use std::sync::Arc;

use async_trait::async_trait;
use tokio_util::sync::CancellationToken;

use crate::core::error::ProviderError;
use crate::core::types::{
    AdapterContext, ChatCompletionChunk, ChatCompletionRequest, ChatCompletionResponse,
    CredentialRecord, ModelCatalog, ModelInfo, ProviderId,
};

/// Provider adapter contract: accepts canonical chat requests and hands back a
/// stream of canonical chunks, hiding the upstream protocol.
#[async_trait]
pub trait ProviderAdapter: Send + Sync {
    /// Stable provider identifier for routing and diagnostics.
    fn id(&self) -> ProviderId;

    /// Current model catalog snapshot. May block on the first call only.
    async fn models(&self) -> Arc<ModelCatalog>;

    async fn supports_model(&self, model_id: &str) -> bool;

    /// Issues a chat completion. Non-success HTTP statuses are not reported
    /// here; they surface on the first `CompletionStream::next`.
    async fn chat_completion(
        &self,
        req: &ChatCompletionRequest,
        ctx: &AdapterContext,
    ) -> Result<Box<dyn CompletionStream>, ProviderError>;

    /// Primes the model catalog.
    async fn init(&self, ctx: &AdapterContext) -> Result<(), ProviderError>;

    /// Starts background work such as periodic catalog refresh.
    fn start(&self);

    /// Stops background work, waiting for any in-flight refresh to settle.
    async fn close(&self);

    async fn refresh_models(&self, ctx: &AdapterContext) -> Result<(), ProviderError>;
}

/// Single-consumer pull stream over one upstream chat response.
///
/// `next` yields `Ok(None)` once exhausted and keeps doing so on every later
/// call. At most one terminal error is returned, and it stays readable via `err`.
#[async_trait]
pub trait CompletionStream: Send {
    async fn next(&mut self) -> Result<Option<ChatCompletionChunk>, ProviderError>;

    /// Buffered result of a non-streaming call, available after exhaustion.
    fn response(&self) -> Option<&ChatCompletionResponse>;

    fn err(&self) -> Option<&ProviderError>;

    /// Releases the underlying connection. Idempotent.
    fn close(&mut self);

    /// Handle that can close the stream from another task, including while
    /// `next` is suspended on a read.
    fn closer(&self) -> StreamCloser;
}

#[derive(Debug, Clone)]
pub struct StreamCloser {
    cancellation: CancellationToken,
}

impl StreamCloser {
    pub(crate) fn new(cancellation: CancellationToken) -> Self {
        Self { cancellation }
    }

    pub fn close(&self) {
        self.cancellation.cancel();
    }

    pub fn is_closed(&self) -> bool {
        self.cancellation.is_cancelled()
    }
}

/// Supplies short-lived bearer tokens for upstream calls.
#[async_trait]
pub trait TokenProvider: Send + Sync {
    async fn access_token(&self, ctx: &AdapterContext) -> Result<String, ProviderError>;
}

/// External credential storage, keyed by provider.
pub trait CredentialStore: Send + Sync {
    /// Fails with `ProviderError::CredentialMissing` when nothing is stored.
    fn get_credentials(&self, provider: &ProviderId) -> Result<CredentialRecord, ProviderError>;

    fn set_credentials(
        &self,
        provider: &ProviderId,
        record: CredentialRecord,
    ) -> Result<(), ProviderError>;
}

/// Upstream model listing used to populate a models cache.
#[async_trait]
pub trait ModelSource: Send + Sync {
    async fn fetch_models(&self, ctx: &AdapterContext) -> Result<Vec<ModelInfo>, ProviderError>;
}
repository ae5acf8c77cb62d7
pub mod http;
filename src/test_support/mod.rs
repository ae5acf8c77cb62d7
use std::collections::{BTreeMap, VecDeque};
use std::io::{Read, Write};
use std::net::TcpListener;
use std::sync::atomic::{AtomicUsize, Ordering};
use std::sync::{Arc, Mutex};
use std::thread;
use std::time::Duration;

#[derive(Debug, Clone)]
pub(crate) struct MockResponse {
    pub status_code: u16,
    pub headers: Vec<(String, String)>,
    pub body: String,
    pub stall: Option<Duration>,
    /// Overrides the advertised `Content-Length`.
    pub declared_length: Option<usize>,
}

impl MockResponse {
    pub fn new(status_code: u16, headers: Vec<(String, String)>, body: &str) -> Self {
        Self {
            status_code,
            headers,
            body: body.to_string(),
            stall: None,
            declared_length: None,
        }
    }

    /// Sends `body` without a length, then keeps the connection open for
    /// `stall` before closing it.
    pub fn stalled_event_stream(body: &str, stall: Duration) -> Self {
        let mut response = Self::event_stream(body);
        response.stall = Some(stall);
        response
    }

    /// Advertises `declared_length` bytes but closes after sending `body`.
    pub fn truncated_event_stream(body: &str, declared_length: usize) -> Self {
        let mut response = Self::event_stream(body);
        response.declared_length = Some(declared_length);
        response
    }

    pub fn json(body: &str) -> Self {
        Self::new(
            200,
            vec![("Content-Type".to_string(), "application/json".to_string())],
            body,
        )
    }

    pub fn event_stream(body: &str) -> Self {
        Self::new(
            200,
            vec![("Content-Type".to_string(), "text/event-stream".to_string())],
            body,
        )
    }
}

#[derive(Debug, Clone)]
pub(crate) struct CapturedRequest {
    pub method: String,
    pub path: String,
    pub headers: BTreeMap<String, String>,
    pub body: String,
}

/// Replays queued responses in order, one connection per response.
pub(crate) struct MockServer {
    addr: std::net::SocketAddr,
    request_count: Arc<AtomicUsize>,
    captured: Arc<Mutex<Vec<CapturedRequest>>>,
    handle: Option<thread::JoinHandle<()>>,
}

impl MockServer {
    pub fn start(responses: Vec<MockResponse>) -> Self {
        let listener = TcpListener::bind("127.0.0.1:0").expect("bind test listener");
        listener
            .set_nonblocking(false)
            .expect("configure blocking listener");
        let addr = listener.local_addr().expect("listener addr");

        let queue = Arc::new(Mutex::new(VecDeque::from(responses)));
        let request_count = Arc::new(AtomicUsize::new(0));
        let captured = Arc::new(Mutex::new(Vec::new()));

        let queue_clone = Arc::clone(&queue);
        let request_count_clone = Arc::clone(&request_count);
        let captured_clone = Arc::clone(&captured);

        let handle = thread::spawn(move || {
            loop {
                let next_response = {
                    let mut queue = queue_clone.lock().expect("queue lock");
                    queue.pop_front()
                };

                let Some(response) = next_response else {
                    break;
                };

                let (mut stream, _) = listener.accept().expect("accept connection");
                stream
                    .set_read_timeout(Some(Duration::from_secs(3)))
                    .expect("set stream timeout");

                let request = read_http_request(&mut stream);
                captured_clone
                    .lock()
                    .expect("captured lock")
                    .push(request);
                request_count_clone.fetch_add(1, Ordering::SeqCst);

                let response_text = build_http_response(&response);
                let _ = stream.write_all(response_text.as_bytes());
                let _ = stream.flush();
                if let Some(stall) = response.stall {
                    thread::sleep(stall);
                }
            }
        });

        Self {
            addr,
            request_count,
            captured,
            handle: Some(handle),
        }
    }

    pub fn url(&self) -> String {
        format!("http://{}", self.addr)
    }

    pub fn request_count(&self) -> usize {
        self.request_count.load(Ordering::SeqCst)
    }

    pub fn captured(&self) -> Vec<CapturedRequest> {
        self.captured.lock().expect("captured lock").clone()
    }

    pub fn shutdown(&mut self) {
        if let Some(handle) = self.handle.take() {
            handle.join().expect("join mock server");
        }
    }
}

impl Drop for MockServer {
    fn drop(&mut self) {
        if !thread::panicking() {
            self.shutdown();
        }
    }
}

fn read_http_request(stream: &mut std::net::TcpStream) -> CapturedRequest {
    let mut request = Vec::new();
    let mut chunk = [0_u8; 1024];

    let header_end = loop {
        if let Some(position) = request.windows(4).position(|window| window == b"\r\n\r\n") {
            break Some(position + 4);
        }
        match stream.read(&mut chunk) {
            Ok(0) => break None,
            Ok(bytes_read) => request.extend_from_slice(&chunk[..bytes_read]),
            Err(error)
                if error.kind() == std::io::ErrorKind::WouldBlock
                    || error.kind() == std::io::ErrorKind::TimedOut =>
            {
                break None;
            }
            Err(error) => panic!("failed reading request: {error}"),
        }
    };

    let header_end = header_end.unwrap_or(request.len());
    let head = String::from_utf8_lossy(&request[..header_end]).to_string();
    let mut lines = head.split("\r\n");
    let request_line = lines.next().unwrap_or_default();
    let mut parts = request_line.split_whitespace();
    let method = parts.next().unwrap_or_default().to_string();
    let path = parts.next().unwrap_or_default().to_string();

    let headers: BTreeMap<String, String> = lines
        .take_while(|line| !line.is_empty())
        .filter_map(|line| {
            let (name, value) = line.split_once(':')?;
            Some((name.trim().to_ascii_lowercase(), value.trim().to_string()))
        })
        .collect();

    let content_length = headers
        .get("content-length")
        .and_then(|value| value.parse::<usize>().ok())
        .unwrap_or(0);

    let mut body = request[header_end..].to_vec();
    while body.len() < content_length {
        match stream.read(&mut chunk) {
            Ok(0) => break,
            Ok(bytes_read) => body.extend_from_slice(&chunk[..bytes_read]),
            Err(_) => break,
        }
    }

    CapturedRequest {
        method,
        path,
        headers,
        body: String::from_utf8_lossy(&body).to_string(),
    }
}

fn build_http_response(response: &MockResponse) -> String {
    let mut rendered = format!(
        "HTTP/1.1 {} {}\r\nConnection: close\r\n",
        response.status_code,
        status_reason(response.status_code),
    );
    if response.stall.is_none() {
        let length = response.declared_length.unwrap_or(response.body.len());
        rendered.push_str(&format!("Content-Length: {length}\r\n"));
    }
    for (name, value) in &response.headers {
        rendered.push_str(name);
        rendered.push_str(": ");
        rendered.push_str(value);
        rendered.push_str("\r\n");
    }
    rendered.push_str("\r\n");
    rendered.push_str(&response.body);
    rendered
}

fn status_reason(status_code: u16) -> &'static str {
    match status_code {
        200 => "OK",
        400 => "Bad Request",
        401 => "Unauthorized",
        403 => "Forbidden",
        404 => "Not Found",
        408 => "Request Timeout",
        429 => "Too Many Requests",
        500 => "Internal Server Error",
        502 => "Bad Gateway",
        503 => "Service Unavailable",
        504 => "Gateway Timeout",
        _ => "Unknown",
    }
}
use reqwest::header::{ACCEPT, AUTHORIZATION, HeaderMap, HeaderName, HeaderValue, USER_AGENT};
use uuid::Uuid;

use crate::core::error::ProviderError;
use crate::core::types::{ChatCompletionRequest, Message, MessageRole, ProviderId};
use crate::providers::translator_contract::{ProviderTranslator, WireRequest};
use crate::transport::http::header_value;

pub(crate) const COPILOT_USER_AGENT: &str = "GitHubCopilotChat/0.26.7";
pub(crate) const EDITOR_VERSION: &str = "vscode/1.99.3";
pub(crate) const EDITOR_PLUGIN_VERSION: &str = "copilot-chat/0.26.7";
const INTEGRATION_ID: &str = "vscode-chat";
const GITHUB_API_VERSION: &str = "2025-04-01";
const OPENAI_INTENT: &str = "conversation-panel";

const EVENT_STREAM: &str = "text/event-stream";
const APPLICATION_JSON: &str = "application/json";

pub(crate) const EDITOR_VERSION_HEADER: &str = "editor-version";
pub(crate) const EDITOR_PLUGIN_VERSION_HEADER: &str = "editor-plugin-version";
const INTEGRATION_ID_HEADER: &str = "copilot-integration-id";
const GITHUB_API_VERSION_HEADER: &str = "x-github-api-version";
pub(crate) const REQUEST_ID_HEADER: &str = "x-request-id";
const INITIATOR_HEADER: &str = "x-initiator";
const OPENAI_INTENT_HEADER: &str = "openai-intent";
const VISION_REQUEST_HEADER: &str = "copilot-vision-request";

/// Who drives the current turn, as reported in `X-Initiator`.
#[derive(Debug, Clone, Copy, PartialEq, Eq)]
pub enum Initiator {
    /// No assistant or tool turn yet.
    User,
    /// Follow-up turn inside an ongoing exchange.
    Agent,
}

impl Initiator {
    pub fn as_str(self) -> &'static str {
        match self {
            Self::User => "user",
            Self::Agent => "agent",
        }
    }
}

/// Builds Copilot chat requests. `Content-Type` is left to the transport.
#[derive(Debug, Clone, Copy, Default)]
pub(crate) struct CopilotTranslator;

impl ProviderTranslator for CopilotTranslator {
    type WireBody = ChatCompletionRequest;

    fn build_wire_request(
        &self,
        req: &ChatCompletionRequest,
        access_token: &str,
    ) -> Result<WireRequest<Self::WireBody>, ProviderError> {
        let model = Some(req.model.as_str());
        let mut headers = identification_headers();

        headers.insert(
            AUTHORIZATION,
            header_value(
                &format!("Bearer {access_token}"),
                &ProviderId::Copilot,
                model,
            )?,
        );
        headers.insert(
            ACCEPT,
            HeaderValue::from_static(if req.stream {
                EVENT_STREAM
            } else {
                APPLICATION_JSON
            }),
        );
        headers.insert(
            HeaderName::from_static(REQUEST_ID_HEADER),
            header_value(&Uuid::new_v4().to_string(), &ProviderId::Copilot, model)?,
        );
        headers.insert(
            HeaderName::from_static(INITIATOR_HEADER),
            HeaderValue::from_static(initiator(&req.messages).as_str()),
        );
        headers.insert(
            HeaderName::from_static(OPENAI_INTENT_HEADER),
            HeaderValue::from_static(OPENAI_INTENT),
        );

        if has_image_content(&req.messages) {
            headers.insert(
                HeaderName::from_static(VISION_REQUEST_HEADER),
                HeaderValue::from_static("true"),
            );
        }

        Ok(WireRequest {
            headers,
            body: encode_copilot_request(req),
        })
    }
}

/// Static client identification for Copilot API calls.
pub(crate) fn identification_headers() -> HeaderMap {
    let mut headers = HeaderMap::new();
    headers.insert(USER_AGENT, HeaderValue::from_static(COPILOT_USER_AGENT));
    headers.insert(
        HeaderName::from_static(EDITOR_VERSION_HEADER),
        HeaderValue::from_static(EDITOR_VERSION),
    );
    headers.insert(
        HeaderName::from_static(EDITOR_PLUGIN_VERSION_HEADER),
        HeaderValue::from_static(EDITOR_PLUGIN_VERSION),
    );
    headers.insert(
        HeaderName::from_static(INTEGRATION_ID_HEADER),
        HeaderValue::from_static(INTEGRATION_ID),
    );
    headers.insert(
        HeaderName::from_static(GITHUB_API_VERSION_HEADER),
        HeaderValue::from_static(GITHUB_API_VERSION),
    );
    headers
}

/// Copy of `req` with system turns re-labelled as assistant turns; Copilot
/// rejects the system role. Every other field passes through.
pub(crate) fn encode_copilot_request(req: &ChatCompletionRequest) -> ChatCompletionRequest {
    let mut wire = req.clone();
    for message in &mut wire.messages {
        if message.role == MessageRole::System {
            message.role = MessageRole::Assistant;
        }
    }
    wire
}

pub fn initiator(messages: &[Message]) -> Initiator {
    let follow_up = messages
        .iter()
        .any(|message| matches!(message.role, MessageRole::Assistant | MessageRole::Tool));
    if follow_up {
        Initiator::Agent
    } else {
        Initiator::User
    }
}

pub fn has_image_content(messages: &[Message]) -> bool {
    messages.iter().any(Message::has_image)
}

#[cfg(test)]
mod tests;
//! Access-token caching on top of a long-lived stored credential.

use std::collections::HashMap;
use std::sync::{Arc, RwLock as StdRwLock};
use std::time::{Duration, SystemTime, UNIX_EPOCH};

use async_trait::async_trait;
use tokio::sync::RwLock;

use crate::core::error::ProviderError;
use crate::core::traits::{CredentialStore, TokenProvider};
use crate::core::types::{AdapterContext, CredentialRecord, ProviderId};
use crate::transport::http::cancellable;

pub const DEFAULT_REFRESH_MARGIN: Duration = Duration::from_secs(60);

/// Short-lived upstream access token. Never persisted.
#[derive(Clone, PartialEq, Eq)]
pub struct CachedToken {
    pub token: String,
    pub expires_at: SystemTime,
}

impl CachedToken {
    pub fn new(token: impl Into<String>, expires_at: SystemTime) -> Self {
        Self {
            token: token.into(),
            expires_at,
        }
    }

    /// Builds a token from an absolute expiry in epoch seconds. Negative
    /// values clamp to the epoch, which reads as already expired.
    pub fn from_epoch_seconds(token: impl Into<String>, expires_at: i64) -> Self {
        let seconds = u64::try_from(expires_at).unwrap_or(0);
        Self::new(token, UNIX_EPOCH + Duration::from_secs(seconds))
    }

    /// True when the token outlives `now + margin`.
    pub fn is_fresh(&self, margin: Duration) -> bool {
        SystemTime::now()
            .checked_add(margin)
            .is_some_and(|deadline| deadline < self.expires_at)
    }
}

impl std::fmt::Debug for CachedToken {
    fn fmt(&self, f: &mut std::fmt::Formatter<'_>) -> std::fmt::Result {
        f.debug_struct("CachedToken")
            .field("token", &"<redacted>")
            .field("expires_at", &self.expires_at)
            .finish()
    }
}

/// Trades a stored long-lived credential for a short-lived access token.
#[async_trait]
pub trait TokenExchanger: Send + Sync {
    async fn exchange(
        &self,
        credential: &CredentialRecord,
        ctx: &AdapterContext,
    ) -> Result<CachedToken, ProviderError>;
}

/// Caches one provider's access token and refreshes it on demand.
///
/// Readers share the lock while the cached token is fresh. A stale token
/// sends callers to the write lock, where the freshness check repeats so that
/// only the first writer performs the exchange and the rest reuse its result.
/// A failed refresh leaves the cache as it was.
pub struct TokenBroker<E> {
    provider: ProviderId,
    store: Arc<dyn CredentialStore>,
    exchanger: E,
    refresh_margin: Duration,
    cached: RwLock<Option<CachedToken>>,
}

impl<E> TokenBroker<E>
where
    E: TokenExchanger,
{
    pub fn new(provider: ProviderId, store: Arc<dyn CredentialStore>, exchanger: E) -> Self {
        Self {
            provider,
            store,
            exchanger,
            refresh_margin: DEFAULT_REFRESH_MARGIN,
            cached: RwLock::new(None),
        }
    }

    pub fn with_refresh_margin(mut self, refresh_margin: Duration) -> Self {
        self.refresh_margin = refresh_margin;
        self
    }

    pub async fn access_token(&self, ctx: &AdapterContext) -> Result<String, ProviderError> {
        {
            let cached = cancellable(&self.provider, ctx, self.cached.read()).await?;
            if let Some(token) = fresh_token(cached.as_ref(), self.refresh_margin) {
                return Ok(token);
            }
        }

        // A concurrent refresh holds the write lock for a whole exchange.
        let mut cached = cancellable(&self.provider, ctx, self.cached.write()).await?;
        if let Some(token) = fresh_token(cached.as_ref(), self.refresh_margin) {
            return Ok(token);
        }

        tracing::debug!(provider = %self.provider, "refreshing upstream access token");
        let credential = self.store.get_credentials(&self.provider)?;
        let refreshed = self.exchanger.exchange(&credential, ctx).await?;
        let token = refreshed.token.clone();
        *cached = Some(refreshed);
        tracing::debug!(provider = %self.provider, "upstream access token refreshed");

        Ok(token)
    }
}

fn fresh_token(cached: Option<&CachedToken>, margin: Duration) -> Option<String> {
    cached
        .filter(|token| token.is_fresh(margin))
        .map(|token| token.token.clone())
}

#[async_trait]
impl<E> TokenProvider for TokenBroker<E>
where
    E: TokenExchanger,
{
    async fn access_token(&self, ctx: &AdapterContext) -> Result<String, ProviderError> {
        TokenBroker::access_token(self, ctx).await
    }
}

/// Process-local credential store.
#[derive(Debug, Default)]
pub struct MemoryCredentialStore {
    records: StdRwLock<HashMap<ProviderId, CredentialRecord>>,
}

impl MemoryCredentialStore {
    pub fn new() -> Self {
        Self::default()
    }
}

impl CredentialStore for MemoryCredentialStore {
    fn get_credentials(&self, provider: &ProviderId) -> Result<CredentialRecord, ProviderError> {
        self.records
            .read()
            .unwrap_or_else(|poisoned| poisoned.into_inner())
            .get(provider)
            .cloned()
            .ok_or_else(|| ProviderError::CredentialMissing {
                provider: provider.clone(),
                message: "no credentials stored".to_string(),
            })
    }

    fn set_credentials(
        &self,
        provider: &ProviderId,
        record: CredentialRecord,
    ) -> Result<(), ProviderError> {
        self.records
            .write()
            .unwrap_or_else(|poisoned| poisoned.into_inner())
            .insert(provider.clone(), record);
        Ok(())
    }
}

====================

*WORK INSTRUCTION*: From the very first line of the data through the line with "hands back a" in it, please reproduce each line exactly and output nothing more.

*WRITTEN SOLUTION*:
use std::sync::Arc;

use async_trait::async_trait;
use tokio_util::sync::CancellationToken;

use crate::core::error::ProviderError;
use crate::core::types::{
    AdapterContext, ChatCompletionChunk, ChatCompletionRequest, ChatCompletionResponse,
    CredentialRecord, ModelCatalog, ModelInfo, ProviderId,
};

/// Provider adapter contract: accepts canonical chat requests and hands back a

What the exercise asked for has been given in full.